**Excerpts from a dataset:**
┄┄┄┄┄┄┄┄┄┄
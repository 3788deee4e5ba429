mod common;

use criterion::{Criterion, black_box, criterion_group, criterion_main};
use gst::ast::Statement;
use gst::node::{Assignment, ConditionalHeader};
use gst::{lexer, parser};

fn lower_all(statements: &[Statement]) -> usize {
    statements
        .iter()
        .filter(|statement| match statement {
            Statement::If { .. } => ConditionalHeader::try_from(*statement).is_ok(),
            _ => Assignment::try_from(*statement).is_ok(),
        })
        .count()
}

fn bench_frontend(c: &mut Criterion) {
    let mut group = c.benchmark_group("frontend");

    for (label, path) in common::workloads() {
        let source = common::load_source(&path);
        let tokens = lexer::tokenize(&source).expect("tokenize");
        let program = common::load_program(&path);

        group.bench_function(format!("tokenize/{label}"), |b| {
            b.iter(|| black_box(lexer::tokenize(black_box(&source)).expect("tokenize")))
        });

        group.bench_function(format!("parse_tokens/{label}"), |b| {
            b.iter(|| black_box(parser::parse_tokens(black_box(tokens.clone())).expect("parse")))
        });

        group.bench_function(format!("parse_source/{label}"), |b| {
            b.iter(|| black_box(parser::parse(black_box(&source)).expect("parse")))
        });

        group.bench_function(format!("lower/{label}"), |b| {
            b.iter(|| black_box(lower_all(black_box(&program.statements))))
        });
    }

    group.finish();
}

criterion_group!(benches, bench_frontend);
criterion_main!(benches);
use thiserror::Error;

#[derive(Debug, Error, Clone, PartialEq, Eq)]
pub enum LexError {
    #[error("Invalid dedent to {indent_level} spaces at line {line}, column {column}")]
    InvalidDedent {
        indent_level: usize,
        line: usize,
        column: usize,
    },
    #[error("Unexpected character '{character}' at line {line}, column {column}")]
    UnexpectedCharacter {
        character: char,
        line: usize,
        column: usize,
    },
    #[error("Tabs are not supported for indentation at line {line}, column {column}")]
    TabIndentation { line: usize, column: usize },
    #[error("Invalid numeric literal '{literal}' at line {line}, column {column}")]
    InvalidNumericLiteral {
        literal: String,
        line: usize,
        column: usize,
    },
    #[error("Unterminated string literal at line {line}, column {column}")]
    UnterminatedString { line: usize, column: usize },
    #[error("Unmatched closing '{character}' at line {line}, column {column}")]
    UnmatchedClosingBracket {
        character: char,
        line: usize,
        column: usize,
    },
}

pub type LexResult<T> = Result<T, LexError>;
┄┄┄┄┄┄┄┄┄┄
**Your assignment:** Go through the records above and write each one out again exactly.

**Worked solution:**
repository 3788deee4e5ba429
mod common;

use criterion::{Criterion, black_box, criterion_group, criterion_main};
use gst::ast::Statement;
use gst::node::{Assignment, ConditionalHeader};
use gst::{lexer, parser};

fn lower_all(statements: &[Statement]) -> usize {
    statements
        .iter()
        .filter(|statement| match statement {
            Statement::If { .. } => ConditionalHeader::try_from(*statement).is_ok(),
            _ => Assignment::try_from(*statement).is_ok(),
        })
        .count()
}

fn bench_frontend(c: &mut Criterion) {
    let mut group = c.benchmark_group("frontend");

    for (label, path) in common::workloads() {
        let source = common::load_source(&path);
        let tokens = lexer::tokenize(&source).expect("tokenize");
        let program = common::load_program(&path);

        group.bench_function(format!("tokenize/{label}"), |b| {
            b.iter(|| black_box(lexer::tokenize(black_box(&source)).expect("tokenize")))
        });

        group.bench_function(format!("parse_tokens/{label}"), |b| {
            b.iter(|| black_box(parser::parse_tokens(black_box(tokens.clone())).expect("parse")))
        });

        group.bench_function(format!("parse_source/{label}"), |b| {
            b.iter(|| black_box(parser::parse(black_box(&source)).expect("parse")))
        });

        group.bench_function(format!("lower/{label}"), |b| {
            b.iter(|| black_box(lower_all(black_box(&program.statements))))
        });
    }

    group.finish();
}

criterion_group!(benches, bench_frontend);
criterion_main!(benches);
use thiserror::Error;

#[derive(Debug, Error, Clone, PartialEq, Eq)]
pub enum LexError {
    #[error("Invalid dedent to {indent_level} spaces at line {line}, column {column}")]
    InvalidDedent {
        indent_level: usize,
        line: usize,
        column: usize,
    },
    #[error("Unexpected character '{character}' at line {line}, column {column}")]
    UnexpectedCharacter {
        character: char,
        line: usize,
        column: usize,
    },
    #[error("Tabs are not supported for indentation at line {line}, column {column}")]
    TabIndentation { line: usize, column: usize },
    #[error("Invalid numeric literal '{literal}' at line {line}, column {column}")]
    InvalidNumericLiteral {
        literal: String,
        line: usize,
        column: usize,
    },
    #[error("Unterminated string literal at line {line}, column {column}")]
    UnterminatedString { line: usize, column: usize },
    #[error("Unmatched closing '{character}' at line {line}, column {column}")]
    UnmatchedClosingBracket {
        character: char,
        line: usize,
        column: usize,
    },
}

pub type LexResult<T> = Result<T, LexError>;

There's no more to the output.